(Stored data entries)
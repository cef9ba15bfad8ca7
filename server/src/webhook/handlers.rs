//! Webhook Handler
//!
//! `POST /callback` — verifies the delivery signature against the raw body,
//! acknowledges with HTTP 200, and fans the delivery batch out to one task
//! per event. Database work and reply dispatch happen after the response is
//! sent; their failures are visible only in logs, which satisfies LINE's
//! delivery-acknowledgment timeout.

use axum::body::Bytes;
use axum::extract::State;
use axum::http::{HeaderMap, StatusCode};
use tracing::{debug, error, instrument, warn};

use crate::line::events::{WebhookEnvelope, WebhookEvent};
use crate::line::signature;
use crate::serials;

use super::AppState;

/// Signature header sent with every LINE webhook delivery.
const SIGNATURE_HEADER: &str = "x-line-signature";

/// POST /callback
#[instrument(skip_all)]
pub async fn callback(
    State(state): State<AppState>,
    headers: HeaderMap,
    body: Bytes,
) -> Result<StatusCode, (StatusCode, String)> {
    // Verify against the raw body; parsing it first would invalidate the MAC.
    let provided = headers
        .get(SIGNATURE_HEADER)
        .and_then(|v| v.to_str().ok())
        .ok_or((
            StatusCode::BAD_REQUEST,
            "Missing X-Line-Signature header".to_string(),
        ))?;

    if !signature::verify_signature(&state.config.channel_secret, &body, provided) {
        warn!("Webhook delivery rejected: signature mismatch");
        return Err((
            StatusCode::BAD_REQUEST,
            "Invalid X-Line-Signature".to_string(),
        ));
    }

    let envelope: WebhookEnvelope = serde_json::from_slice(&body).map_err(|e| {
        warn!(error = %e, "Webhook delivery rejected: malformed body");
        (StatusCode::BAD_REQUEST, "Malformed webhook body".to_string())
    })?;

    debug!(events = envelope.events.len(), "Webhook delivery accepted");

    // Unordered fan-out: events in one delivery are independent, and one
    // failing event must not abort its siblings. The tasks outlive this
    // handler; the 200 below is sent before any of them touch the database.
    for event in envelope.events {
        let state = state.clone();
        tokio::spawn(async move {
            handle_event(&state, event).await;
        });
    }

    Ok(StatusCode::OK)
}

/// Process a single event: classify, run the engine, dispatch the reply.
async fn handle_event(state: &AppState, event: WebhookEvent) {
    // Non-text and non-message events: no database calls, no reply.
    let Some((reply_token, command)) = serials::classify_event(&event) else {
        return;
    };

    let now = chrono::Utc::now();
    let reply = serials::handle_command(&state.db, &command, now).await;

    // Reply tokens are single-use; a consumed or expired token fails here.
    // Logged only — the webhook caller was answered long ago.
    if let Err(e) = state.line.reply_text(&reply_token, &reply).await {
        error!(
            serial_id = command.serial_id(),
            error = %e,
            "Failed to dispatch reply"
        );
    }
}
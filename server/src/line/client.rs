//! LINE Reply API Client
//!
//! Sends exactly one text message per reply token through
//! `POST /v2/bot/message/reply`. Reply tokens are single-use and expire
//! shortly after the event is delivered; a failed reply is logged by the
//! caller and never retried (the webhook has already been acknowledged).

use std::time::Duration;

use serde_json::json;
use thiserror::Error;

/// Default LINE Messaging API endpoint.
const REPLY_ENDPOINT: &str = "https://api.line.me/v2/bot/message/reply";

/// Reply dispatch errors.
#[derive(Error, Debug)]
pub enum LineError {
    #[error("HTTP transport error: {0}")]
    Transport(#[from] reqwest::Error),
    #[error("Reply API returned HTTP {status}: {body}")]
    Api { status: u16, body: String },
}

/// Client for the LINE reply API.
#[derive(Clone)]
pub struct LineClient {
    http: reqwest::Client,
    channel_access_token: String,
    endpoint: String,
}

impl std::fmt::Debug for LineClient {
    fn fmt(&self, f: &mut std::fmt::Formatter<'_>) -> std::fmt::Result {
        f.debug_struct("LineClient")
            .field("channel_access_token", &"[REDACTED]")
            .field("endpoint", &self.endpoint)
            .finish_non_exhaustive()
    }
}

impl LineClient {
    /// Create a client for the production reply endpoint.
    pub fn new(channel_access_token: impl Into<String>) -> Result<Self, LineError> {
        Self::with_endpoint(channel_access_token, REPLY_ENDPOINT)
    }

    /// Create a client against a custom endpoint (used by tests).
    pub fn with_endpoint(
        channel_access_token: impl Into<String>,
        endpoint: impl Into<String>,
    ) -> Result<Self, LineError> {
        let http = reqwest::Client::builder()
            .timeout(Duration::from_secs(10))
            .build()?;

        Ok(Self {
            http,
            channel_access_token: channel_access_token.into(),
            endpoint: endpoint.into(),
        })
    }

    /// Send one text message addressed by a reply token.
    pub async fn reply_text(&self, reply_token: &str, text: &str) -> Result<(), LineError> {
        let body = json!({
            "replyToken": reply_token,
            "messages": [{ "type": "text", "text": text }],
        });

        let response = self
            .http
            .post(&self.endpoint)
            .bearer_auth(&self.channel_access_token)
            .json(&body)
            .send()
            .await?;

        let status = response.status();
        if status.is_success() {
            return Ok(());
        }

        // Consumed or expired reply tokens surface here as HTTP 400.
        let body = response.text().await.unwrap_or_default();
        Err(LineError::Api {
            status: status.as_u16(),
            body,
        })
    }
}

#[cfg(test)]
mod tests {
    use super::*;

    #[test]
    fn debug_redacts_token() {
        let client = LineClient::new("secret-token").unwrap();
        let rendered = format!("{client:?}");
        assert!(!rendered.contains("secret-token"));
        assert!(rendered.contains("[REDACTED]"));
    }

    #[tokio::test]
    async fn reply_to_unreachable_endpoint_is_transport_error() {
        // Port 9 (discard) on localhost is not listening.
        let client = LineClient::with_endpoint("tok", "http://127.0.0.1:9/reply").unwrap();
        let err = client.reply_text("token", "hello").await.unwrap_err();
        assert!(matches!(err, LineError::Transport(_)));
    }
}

EXERCISE DESCRIPTION
Would you filter the entries above and keep each line that has the word "delivery"?

PROBLEM SOLUTION
//! `POST /callback` — verifies the delivery signature against the raw body,
//! acknowledges with HTTP 200, and fans the delivery batch out to one task
//! delivery-acknowledgment timeout.
/// Signature header sent with every LINE webhook delivery.
        warn!("Webhook delivery rejected: signature mismatch");
        warn!(error = %e, "Webhook delivery rejected: malformed body");
    debug!(events = envelope.events.len(), "Webhook delivery accepted");
    // Unordered fan-out: events in one delivery are independent, and one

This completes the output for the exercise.